Réponse à l’enquête sur « La Poésie indispensable »1
Il apparaît que la sordidité de la plupart des
œuvres dites d’avant-garde ne le cède en rien à celle de l’activité littéraire
conformiste. Les lois admirables puisées par le surréalisme dans Lautréamont et
Freud : phénomène de dépaysement, richesse de l’inconscient (rêve,
automatisme) servent de refuge à la débilité mentale, tant en peinture qu’en
poésie.
Le caractère utile, subversif de la
poésie se trouve ainsi réduit à néant, avec l’approbation tacite des
« conducteurs écoutés », tantôt par leurs initiatives
confusionnelles, tantôt par certains de leurs poèmes mêmes, dépourvus d’accent et de préoccupation humaine.
La poésie sert à rendre assimilables les éléments nutritifs de la Réalité.

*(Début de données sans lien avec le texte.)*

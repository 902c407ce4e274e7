//! # palaver-config: Cluster topology configuration
//!
//! The replica table is static and identical on every node and every
//! client: each replica's name, host, and its four ports (INTERNAL,
//! CLIENT, HEALTH, NOTIF). Everything directional is *derived* from
//! lexicographic order over names, never stored: for two names a < b,
//! a listens and b dials, so every replica pair forms exactly one
//! INTERNAL channel, and the lexicographically smallest living replica
//! is the primary.
//!
//! Configuration merges, in precedence order: built-in defaults (the
//! three-replica localhost topology), `palaver.toml` in the project
//! directory, `palaver.local.toml` (gitignored overrides), and
//! `PALAVER_*` environment variables.

mod error;
mod loader;

pub use error::{ConfigError, ConfigResult};
pub use loader::ConfigLoader;

use std::path::PathBuf;

use serde::{Deserialize, Serialize};

use palaver_types::ReplicaName;

/// One replica's row in the static table.
#[derive(Debug, Clone, PartialEq, Eq, Serialize, Deserialize)]
pub struct ReplicaSpec {
    /// Stable name; lexicographic order drives leadership and dialing.
    pub name: String,
    /// Host the replica binds and is reachable on.
    pub host: String,
    /// Peer replication channel.
    pub internal_port: u16,
    /// Client request/response channel.
    pub client_port: u16,
    /// Heartbeat channel.
    pub health_port: u16,
    /// Push notification channel.
    pub notif_port: u16,
}

impl ReplicaSpec {
    pub fn name(&self) -> ReplicaName {
        ReplicaName::from(self.name.as_str())
    }

    pub fn internal_addr(&self) -> String {
        format!("{}:{}", self.host, self.internal_port)
    }

    pub fn client_addr(&self) -> String {
        format!("{}:{}", self.host, self.client_port)
    }

    pub fn health_addr(&self) -> String {
        format!("{}:{}", self.host, self.health_port)
    }

    pub fn notif_addr(&self) -> String {
        format!("{}:{}", self.host, self.notif_port)
    }
}

/// The resolved Palaver configuration.
#[derive(Debug, Clone, PartialEq, Eq, Serialize, Deserialize)]
pub struct PalaverConfig {
    /// Directory holding the durable operation logs.
    pub data_dir: PathBuf,
    /// The static replica table, identical everywhere.
    pub replicas: Vec<ReplicaSpec>,
}

impl Default for PalaverConfig {
    /// The three-replica localhost topology used by the development
    /// cluster and the test suite.
    fn default() -> Self {
        let replica = |name: &str, base: u16| ReplicaSpec {
            name: name.to_string(),
            host: "127.0.0.1".to_string(),
            internal_port: base,
            client_port: base + 1,
            health_port: base + 2,
            notif_port: base + 3,
        };
        Self {
            data_dir: PathBuf::from("data"),
            replicas: vec![
                replica("A", 50051),
                replica("B", 50061),
                replica("C", 50071),
            ],
        }
    }
}

impl PalaverConfig {
    /// Checks structural validity: at least one replica, unique non-empty
    /// names.
    pub fn validate(&self) -> ConfigResult<()> {
        if self.replicas.is_empty() {
            return Err(ConfigError::EmptyReplicaTable);
        }
        let mut names: Vec<&str> = self.replicas.iter().map(|r| r.name.as_str()).collect();
        if names.iter().any(|n| n.is_empty()) {
            return Err(ConfigError::UnnamedReplica);
        }
        names.sort_unstable();
        names.dedup();
        if names.len() != self.replicas.len() {
            return Err(ConfigError::DuplicateReplicaName);
        }
        Ok(())
    }

    /// Looks up a replica by name.
    pub fn replica(&self, name: &str) -> ConfigResult<&ReplicaSpec> {
        self.replicas
            .iter()
            .find(|r| r.name == name)
            .ok_or_else(|| ConfigError::UnknownReplica(name.to_string()))
    }

    /// All replicas except `name`.
    pub fn siblings(&self, name: &str) -> Vec<&ReplicaSpec> {
        self.replicas.iter().filter(|r| r.name != name).collect()
    }

    /// Replica specs in lexicographic name order: the client connector's
    /// search order, and the leadership order.
    pub fn ordered(&self) -> Vec<&ReplicaSpec> {
        let mut replicas: Vec<&ReplicaSpec> = self.replicas.iter().collect();
        replicas.sort_by(|a, b| a.name.cmp(&b.name));
        replicas
    }

    /// The peers `name` must dial out to: every lexicographically
    /// smaller name (the smaller side of each pair listens).
    pub fn dial_targets(&self, name: &str) -> Vec<&ReplicaSpec> {
        let mut targets: Vec<&ReplicaSpec> = self
            .replicas
            .iter()
            .filter(|r| r.name.as_str() < name)
            .collect();
        targets.sort_by(|a, b| a.name.cmp(&b.name));
        targets
    }

    /// How many inbound INTERNAL connections `name` must accept: one per
    /// lexicographically greater name.
    pub fn num_listens(&self, name: &str) -> usize {
        self.replicas.iter().filter(|r| r.name.as_str() > name).count()
    }

    /// The durable log path for a replica.
    pub fn log_path(&self, name: &str) -> PathBuf {
        self.data_dir.join(format!("{name}.log"))
    }
}

#[cfg(test)]
mod tests {
    use super::*;

    #[test]
    fn default_topology_is_three_localhost_replicas() {
        let cfg = PalaverConfig::default();
        cfg.validate().unwrap();
        assert_eq!(cfg.replicas.len(), 3);
        assert_eq!(cfg.replica("A").unwrap().internal_addr(), "127.0.0.1:50051");
        assert_eq!(cfg.replica("C").unwrap().notif_addr(), "127.0.0.1:50074");
    }

    #[test]
    fn dial_direction_follows_lexicographic_order() {
        let cfg = PalaverConfig::default();

        // A listens for both, dials nobody.
        assert!(cfg.dial_targets("A").is_empty());
        assert_eq!(cfg.num_listens("A"), 2);

        // B dials A, listens for C.
        let b_dials: Vec<&str> = cfg.dial_targets("B").iter().map(|r| r.name.as_str()).collect();
        assert_eq!(b_dials, ["A"]);
        assert_eq!(cfg.num_listens("B"), 1);

        // C dials both, listens for nobody.
        let c_dials: Vec<&str> = cfg.dial_targets("C").iter().map(|r| r.name.as_str()).collect();
        assert_eq!(c_dials, ["A", "B"]);
        assert_eq!(cfg.num_listens("C"), 0);
    }

    #[test]
    fn every_pair_forms_exactly_one_channel() {
        let cfg = PalaverConfig::default();
        let mut channels = 0;
        for r in &cfg.replicas {
            channels += cfg.dial_targets(&r.name).len();
        }
        // 3 replicas -> 3 unordered pairs.
        assert_eq!(channels, 3);
        let listens: usize = cfg.replicas.iter().map(|r| cfg.num_listens(&r.name)).sum();
        assert_eq!(listens, channels);
    }

    #[test]
    fn unknown_replica_is_an_error() {
        let cfg = PalaverConfig::default();
        assert!(matches!(
            cfg.replica("Z"),
            Err(ConfigError::UnknownReplica(_))
        ));
    }

    #[test]
    fn duplicate_names_fail_validation() {
        let mut cfg = PalaverConfig::default();
        cfg.replicas[2].name = "A".to_string();
        assert!(matches!(
            cfg.validate(),
            Err(ConfigError::DuplicateReplicaName)
        ));
    }

    #[test]
    fn log_path_is_per_replica() {
        let cfg = PalaverConfig::default();
        assert_eq!(cfg.log_path("B"), PathBuf::from("data/B.log"));
    }
}
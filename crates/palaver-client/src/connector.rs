//! The interactive channel: primary search and request/response with
//! transparent failover.

use std::io::Read;
use std::net::{TcpStream, ToSocketAddrs};
use std::time::Duration;

use tracing::{debug, info};

use palaver_config::{PalaverConfig, ReplicaSpec};
use palaver_types::UserId;
use palaver_wire::{FrameReader, Request, Response, write_frame};

use crate::error::{ClientError, ClientResult};
use crate::subscription::Subscription;

/// Deadline for connecting and for reading the greeting probe.
const PROBE_TIMEOUT: Duration = Duration::from_secs(2);

/// Deadline for a response to an accepted request. Generous enough to
/// ride out one probe round of failover stall.
const REQUEST_TIMEOUT: Duration = Duration::from_secs(5);

/// Pause between full sweeps of the replica table, so a cluster that is
/// mid-election is not hammered.
const SEARCH_BACKOFF: Duration = Duration::from_millis(200);

struct Channel {
    reader: FrameReader<TcpStream>,
    writer: TcpStream,
}

/// The client's connection to the cluster.
pub struct Connector {
    replicas: Vec<ReplicaSpec>,
    ix: usize,
    primary: Option<usize>,
    channel: Option<Channel>,
    search_limit: Option<u64>,
}

impl Connector {
    /// Builds a connector over the replica table and finds the primary.
    pub fn connect(cfg: &PalaverConfig) -> ClientResult<Connector> {
        Self::connect_with_limit(cfg, None)
    }

    /// As [`Connector::connect`], giving up after `limit` full sweeps of
    /// the table. The protocol itself retries unboundedly; the limit
    /// exists for embedders that need to fail fast.
    pub fn connect_with_limit(cfg: &PalaverConfig, limit: Option<u64>) -> ClientResult<Connector> {
        let replicas: Vec<ReplicaSpec> = cfg.ordered().into_iter().cloned().collect();
        let mut connector = Connector {
            replicas,
            ix: 0,
            primary: None,
            channel: None,
            search_limit: limit,
        };
        connector.attempt_connection()?;
        Ok(connector)
    }

    /// The replica currently believed to be primary.
    pub fn primary(&self) -> Option<&ReplicaSpec> {
        self.primary.map(|ix| &self.replicas[ix])
    }

    /// Walks the replica table from the current index until a gateway's
    /// greeting reports primary.
    fn attempt_connection(&mut self) -> ClientResult<()> {
        self.channel = None;
        self.primary = None;
        let mut attempts: u64 = 0;
        loop {
            let candidate = self.ix;
            let spec = &self.replicas[candidate];
            match probe(spec) {
                Ok(channel) => {
                    info!(replica = %spec.name, "primary found");
                    self.primary = Some(candidate);
                    self.channel = Some(channel);
                    self.ix = (self.ix + 1) % self.replicas.len();
                    return Ok(());
                }
                Err(err) => {
                    debug!(replica = %spec.name, %err, "not the primary");
                }
            }
            self.ix = (self.ix + 1) % self.replicas.len();
            attempts += 1;
            if attempts.is_multiple_of(self.replicas.len() as u64) {
                if let Some(limit) = self.search_limit
                    && attempts >= limit * self.replicas.len() as u64
                {
                    return Err(ClientError::NoPrimary { cycles: limit });
                }
                std::thread::sleep(SEARCH_BACKOFF);
            }
        }
    }

    /// Sends one request and waits for its response.
    ///
    /// On any transport failure the socket is dropped, the primary
    /// search re-runs, and the same request is sent again — unboundedly
    /// (or until the search limit trips).
    pub fn send_request(&mut self, request: &Request) -> ClientResult<Response> {
        let line = request.marshal()?;
        loop {
            if self.channel.is_none() {
                self.attempt_connection()?;
            }
            let channel = self.channel.as_mut().expect("connected above");
            match exchange(channel, &line) {
                Ok(response) => return Ok(response),
                Err(err) => {
                    debug!(%err, "request failed in flight; reconnecting");
                    self.channel = None;
                }
            }
        }
    }

    /// Opens the subscription channel for `user` against the current
    /// primary. See [`Subscription`] for the delivery side.
    pub fn subscribe(&mut self, user: &UserId) -> ClientResult<Subscription> {
        let spec = self.primary().ok_or(ClientError::NotConnected)?;
        Subscription::open(spec, user)
    }

    /// One heartbeat round against the current primary's HEALTH port.
    /// `false` means the primary is unreachable and a new search is in
    /// order.
    pub fn ping_primary(&self) -> bool {
        let Some(spec) = self.primary() else {
            return false;
        };
        let Ok(addr) = spec
            .health_addr()
            .to_socket_addrs()
            .map(|mut addrs| addrs.next())
        else {
            return false;
        };
        let Some(addr) = addr else {
            return false;
        };
        let Ok(mut stream) = TcpStream::connect_timeout(&addr, PROBE_TIMEOUT) else {
            return false;
        };
        if stream.set_read_timeout(Some(PROBE_TIMEOUT)).is_err() {
            return false;
        }
        let Ok(line) = Response::Ping.marshal() else {
            return false;
        };
        if write_frame(&mut stream, &line).is_err() {
            return false;
        }
        let mut scratch = [0u8; 64];
        matches!(stream.read(&mut scratch), Ok(n) if n > 0)
    }
}

/// Connects to one replica's CLIENT port and reads its greeting probe.
fn probe(spec: &ReplicaSpec) -> ClientResult<Channel> {
    let addr = spec
        .client_addr()
        .to_socket_addrs()?
        .next()
        .ok_or_else(|| std::io::Error::other("unresolvable replica address"))?;
    let stream = TcpStream::connect_timeout(&addr, PROBE_TIMEOUT)?;
    stream.set_read_timeout(Some(PROBE_TIMEOUT))?;
    let writer = stream.try_clone()?;
    let mut reader = FrameReader::new(stream);

    let line = reader
        .read_frame()?
        .ok_or_else(|| std::io::Error::other("gateway closed before greeting"))?;
    let greeting = Response::unmarshal(&line)?;
    if !greeting.success() {
        return Err(std::io::Error::other("replica is not primary").into());
    }

    writer.set_read_timeout(Some(REQUEST_TIMEOUT))?;
    Ok(Channel { reader, writer })
}

fn exchange(channel: &mut Channel, line: &str) -> ClientResult<Response> {
    write_frame(&mut channel.writer, line)?;
    let answer = channel
        .reader
        .read_frame()?
        .ok_or_else(|| std::io::Error::other("server closed connection"))?;
    Ok(Response::unmarshal(&answer)?)
}
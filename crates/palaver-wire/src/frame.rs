//! Line framing over blocking byte streams.
//!
//! Records are `\n`-terminated UTF-8 lines. The reader accumulates raw
//! bytes into a [`BytesMut`] and splits complete frames off the front, so
//! a single read may yield several frames and a frame may span several
//! reads.

use std::io::{self, Read, Write};

use bytes::BytesMut;

use crate::error::{WireError, WireResult};

/// Upper bound on a single frame. The largest legitimate record is a logs
/// page (4 chats of at most 280 bytes plus envelope), far below this.
pub const MAX_FRAME_BYTES: usize = 8 * 1024;

/// Incremental reader of line-framed records.
pub struct FrameReader<R> {
    inner: R,
    buf: BytesMut,
}

impl<R: Read> FrameReader<R> {
    pub fn new(inner: R) -> Self {
        Self {
            inner,
            buf: BytesMut::with_capacity(4096),
        }
    }

    /// Reads the next frame, blocking until a full line arrives.
    ///
    /// Returns `Ok(None)` on clean end-of-stream. A stream that ends in
    /// the middle of a frame fails with malformed-record; a read timeout
    /// configured on the underlying socket surfaces as `WireError::Io`.
    pub fn read_frame(&mut self) -> WireResult<Option<String>> {
        loop {
            if let Some(pos) = self.buf.iter().position(|&b| b == b'\n') {
                let line = self.buf.split_to(pos + 1);
                let body = &line[..line.len() - 1];
                let text = std::str::from_utf8(body)
                    .map_err(|_| WireError::NotUtf8)?
                    .to_string();
                return Ok(Some(text));
            }
            if self.buf.len() > MAX_FRAME_BYTES {
                return Err(WireError::FrameTooLarge {
                    max: MAX_FRAME_BYTES,
                });
            }

            let mut chunk = [0u8; 4096];
            match self.inner.read(&mut chunk) {
                Ok(0) => {
                    if self.buf.is_empty() {
                        return Ok(None);
                    }
                    return Err(WireError::malformed("stream ended mid-frame"));
                }
                Ok(n) => self.buf.extend_from_slice(&chunk[..n]),
                Err(ref e) if e.kind() == io::ErrorKind::Interrupted => {}
                Err(e) => return Err(e.into()),
            }
        }
    }

    /// Gives back the underlying stream (any buffered partial frame is
    /// dropped).
    pub fn into_inner(self) -> R {
        self.inner
    }
}

/// Writes one framed record and flushes it to the transport.
pub fn write_frame(w: &mut impl Write, record: &str) -> WireResult<()> {
    debug_assert!(
        !record.contains('\n'),
        "record must be a single line: {record:?}"
    );
    w.write_all(record.as_bytes())?;
    w.write_all(b"\n")?;
    w.flush()?;
    Ok(())
}

#[cfg(test)]
mod tests {
    use super::*;
    use std::io::Cursor;

    #[test]
    fn splits_multiple_frames_from_one_read() {
        let mut reader = FrameReader::new(Cursor::new(b"one\ntwo\nthree\n".to_vec()));
        assert_eq!(reader.read_frame().unwrap(), Some("one".to_string()));
        assert_eq!(reader.read_frame().unwrap(), Some("two".to_string()));
        assert_eq!(reader.read_frame().unwrap(), Some("three".to_string()));
        assert_eq!(reader.read_frame().unwrap(), None);
    }

    #[test]
    fn empty_stream_is_clean_eof() {
        let mut reader = FrameReader::new(Cursor::new(Vec::new()));
        assert_eq!(reader.read_frame().unwrap(), None);
    }

    #[test]
    fn truncated_frame_is_malformed() {
        let mut reader = FrameReader::new(Cursor::new(b"partial".to_vec()));
        assert!(matches!(
            reader.read_frame(),
            Err(WireError::Malformed(_))
        ));
    }

    #[test]
    fn oversized_frame_is_rejected() {
        let big = vec![b'x'; MAX_FRAME_BYTES + 2];
        let mut reader = FrameReader::new(Cursor::new(big));
        assert!(matches!(
            reader.read_frame(),
            Err(WireError::FrameTooLarge { .. })
        ));
    }

    #[test]
    fn write_then_read_round_trips() {
        let mut wire = Vec::new();
        write_frame(&mut wire, "ream@@create").unwrap();
        write_frame(&mut wire, "@@ping").unwrap();
        let mut reader = FrameReader::new(Cursor::new(wire));
        assert_eq!(reader.read_frame().unwrap(), Some("ream@@create".to_string()));
        assert_eq!(reader.read_frame().unwrap(), Some("@@ping".to_string()));
    }
}
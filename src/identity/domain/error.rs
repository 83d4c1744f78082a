//! Error types for identity domain validation and parsing.

use thiserror::Error;

/// Errors returned while constructing identity values.
#[derive(Debug, Clone, Error, PartialEq, Eq)]
pub enum IdentityDomainError {
    /// The user name is empty after trimming.
    #[error("The name field is required.")]
    EmptyName,

    /// The user name exceeds the persisted column width.
    #[error("The name field must not be greater than {max} characters.")]
    NameTooLong {
        /// Maximum permitted length in characters.
        max: usize,
    },

    /// The email address is not a plausible mailbox.
    #[error("The email field must be a valid email address.")]
    InvalidEmail(String),

    /// The password is shorter than the minimum length.
    #[error("The password field must be at least {min} characters.")]
    PasswordTooShort {
        /// Minimum permitted length in characters.
        min: usize,
    },

    /// The password could not be hashed.
    #[error("failed to hash password: {0}")]
    PasswordHashing(String),

    /// A persisted password hash is not a PHC string.
    #[error("malformed password hash")]
    MalformedPasswordHash,
}

impl IdentityDomainError {
    /// Returns the request field the error refers to.
    #[must_use]
    pub const fn field(&self) -> &'static str {
        match self {
            Self::EmptyName | Self::NameTooLong { .. } => "name",
            Self::InvalidEmail(_) => "email",
            Self::PasswordTooShort { .. }
            | Self::PasswordHashing(_)
            | Self::MalformedPasswordHash => "password",
        }
    }
}

/// Error returned while parsing roles from persistence.
#[derive(Debug, Clone, Error, PartialEq, Eq)]
#[error("unknown role: {0}")]
pub struct ParseRoleError(pub String);
//! Repository ports for user accounts and access tokens.

use crate::identity::domain::{AccessTokenRecord, EmailAddress, TokenDigest, User, UserId};
use async_trait::async_trait;
use std::sync::Arc;
use thiserror::Error;

/// Result type for identity repository operations.
pub type UserRepositoryResult<T> = Result<T, UserRepositoryError>;

/// User persistence contract.
#[async_trait]
pub trait UserRepository: Send + Sync {
    /// Stores a new user.
    ///
    /// # Errors
    ///
    /// Returns [`UserRepositoryError::DuplicateUser`] when the identifier
    /// already exists or [`UserRepositoryError::DuplicateEmail`] when another
    /// account uses the same email.
    async fn store(&self, user: &User) -> UserRepositoryResult<()>;

    /// Finds a user by identifier.
    async fn find_by_id(&self, id: UserId) -> UserRepositoryResult<Option<User>>;

    /// Finds a user by normalized email.
    async fn find_by_email(&self, email: &EmailAddress) -> UserRepositoryResult<Option<User>>;

    /// Returns the users among `ids` that exist, in no particular order.
    async fn find_many(&self, ids: &[UserId]) -> UserRepositoryResult<Vec<User>>;
}

/// Access token persistence contract.
#[async_trait]
pub trait AccessTokenRepository: Send + Sync {
    /// Stores an issued token digest.
    async fn store(&self, record: &AccessTokenRecord) -> UserRepositoryResult<()>;

    /// Resolves the user owning a token digest.
    ///
    /// Returns `None` for unknown or revoked tokens.
    async fn find_user_id(&self, digest: &TokenDigest) -> UserRepositoryResult<Option<UserId>>;

    /// Revokes a token digest. Revoking an unknown digest is not an error.
    async fn revoke(&self, digest: &TokenDigest) -> UserRepositoryResult<()>;
}

/// Errors returned by identity repository implementations.
#[derive(Debug, Clone, Error)]
pub enum UserRepositoryError {
    /// A user with the same identifier already exists.
    #[error("duplicate user identifier: {0}")]
    DuplicateUser(UserId),

    /// A user with the same email already exists.
    #[error("duplicate email: {0}")]
    DuplicateEmail(EmailAddress),

    /// Persistence-layer failure.
    #[error("persistence error: {0}")]
    Persistence(Arc<dyn std::error::Error + Send + Sync>),
}

impl UserRepositoryError {
    /// Wraps a persistence error.
    pub fn persistence(err: impl std::error::Error + Send + Sync + 'static) -> Self {
        Self::Persistence(Arc::new(err))
    }
}
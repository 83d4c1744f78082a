//! The durable lifecycle event queue against `PostgreSQL`.
//!
//! Claims see every queued row in the shared database, so the queue is
//! exercised from a single test to keep leases from interleaving.

use std::time::Duration;

use super::helpers::{new_task, new_user, pool};
use taskboard::{
    identity::domain::Role,
    task::{
        adapters::postgres::{OutboxEventSource, OutboxSettings, PostgresEventOutbox},
        domain::{TaskLifecycleEvent, TaskStatus},
        ports::{EventPublisher, EventSource, QueuedEvent},
    },
};
use tokio::sync::watch;

const CLAIM_ALL: i64 = 10_000;
const LEASE: Duration = Duration::from_secs(60);
const SOURCE_TIMEOUT: Duration = Duration::from_secs(10);

fn find(batch: &[QueuedEvent], sequence: i64) -> Option<&QueuedEvent> {
    batch
        .iter()
        .find(|queued| queued.sequence() == Some(sequence))
}

#[tokio::test(flavor = "multi_thread")]
async fn queued_events_stay_until_acknowledged() {
    let Some(pool) = pool() else { return };
    let outbox = PostgresEventOutbox::new(pool);
    let owner = new_user(Role::Standard);
    let task = new_task(&owner, TaskStatus::Incomplete);
    let event = TaskLifecycleEvent::Created(task.clone());
    let sequence = outbox.enqueue(&event).await.expect("enqueue");

    let first = outbox.claim(CLAIM_ALL, LEASE).await.expect("first claim");
    let claimed = find(&first, sequence).expect("stored event is claimable");
    assert_eq!(claimed.event().name(), "created");
    assert_eq!(claimed.event().task().id(), task.id());
    assert_eq!(claimed.event().task().title(), task.title());

    let leased = outbox.claim(CLAIM_ALL, LEASE).await.expect("leased claim");
    assert!(find(&leased, sequence).is_none());

    outbox
        .release(sequence, Duration::ZERO)
        .await
        .expect("release");
    let redelivered = outbox.claim(CLAIM_ALL, LEASE).await.expect("reclaim");
    assert!(find(&redelivered, sequence).is_some());

    outbox.acknowledge(sequence).await.expect("acknowledge");
    outbox
        .release(sequence, Duration::ZERO)
        .await
        .expect("releasing a deleted event is a no-op");
    let drained = outbox.claim(CLAIM_ALL, LEASE).await.expect("final claim");
    assert!(find(&drained, sequence).is_none());

    let (stop, stopped) = watch::channel(false);
    let settings = OutboxSettings {
        poll_interval: Duration::from_millis(20),
        ..OutboxSettings::default()
    };
    let mut source = OutboxEventSource::new(outbox.clone(), settings, stopped);
    let completed = TaskLifecycleEvent::Completed(task.clone());
    outbox.publish(completed).await.expect("publish");

    let delivered = tokio::time::timeout(SOURCE_TIMEOUT, async {
        loop {
            let queued = source.next().await.expect("source stays open");
            if queued.event().task().id() == task.id() {
                break queued;
            }
        }
    })
    .await
    .expect("published event reaches the source");
    assert_eq!(delivered.event().name(), "completed");
    source.acknowledge(&delivered).await.expect("acknowledge");

    stop.send_modify(|flag| *flag = true);
    tokio::time::timeout(SOURCE_TIMEOUT, async {
        while source.next().await.is_some() {}
    })
    .await
    .expect("source ends once stopped");
    let sequence_after = delivered.sequence().expect("stored events carry a sequence");
    let remaining = outbox.claim(CLAIM_ALL, LEASE).await.expect("claim");
    assert!(find(&remaining, sequence_after).is_none());
}
//! Mail transport adapters.

mod logging;
mod memory;

pub use logging::LogMailer;
pub use memory::RecordingMailer;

Poésie de Méléagre. « Les Magiciennes » (idylle de Théocrite). Un chapitre de Don Quichotte. Scène de Troïlus et Cressida de Shakespeare (T. et Ulysse cachés écoutent C. et Diomède). Scène de la La Nuit des Rois, du même (déclaration d’amour d’Olivia). Une scène de Racine (par ex. : « Excité d’un désir curieux »). « Alchimie du verbe » par A. Rimbaud. Une lettre des Liaisons dangereuses. Un épisode de Justine. « Une martyre » de Baudelaire. L’épisode de la lampe « au sourire inextinguible » de Lautréamont. L’épisode des « trois marguerites » du même. Un théorème avec démonstration de l’Éthique de Spinoza. L’étude de Freud sur le « Choix objectal » (avant-dernier numéro de la Revue de Psychanalyse). Un épisode de La Femme changée en renard de David Garnett. Légendes de La Femme 100 têtes d’Ernst. « Abondance viendra » de René Char. « Ulalume » d’E. Poe. Un passage de Sanctuaire de W. Faulkner. Un passage de Lady Chatterley. Le récit nu de l’assassinat et du viol de Véronica Gédéon dans un journal quelconque.
Gilbert Lely, "Pages critiques", dans Poésies complètes, tome III, Texte préfacé, établi et annoté par Jean-Louis Gabin, Mercure de France, 2000, p. 185-186.
contribution de Tristan Hordé
1 Le questionnaire, précédé d’un argument, a été rédigé par René Char, Cahiers G. L. M., mars 1939. La question : « Contre toute tentative d’annexion, de stabilisation, d’estimation bornée de la poésie, désignez-nous vingt poèmes, sans restriction de pays ou d’époque, dans lesquels vous aurez reconnu l’INDISPENSABLE qu’exige de vous non pas l’éternité de votre temps mais la traversée mystérieuse de votre vie. » (René Char, Œuvres complètes, Introduction de Jean Roudaut, Bibliothèque de la Pléiade, Gallimard, 1983, p. 740.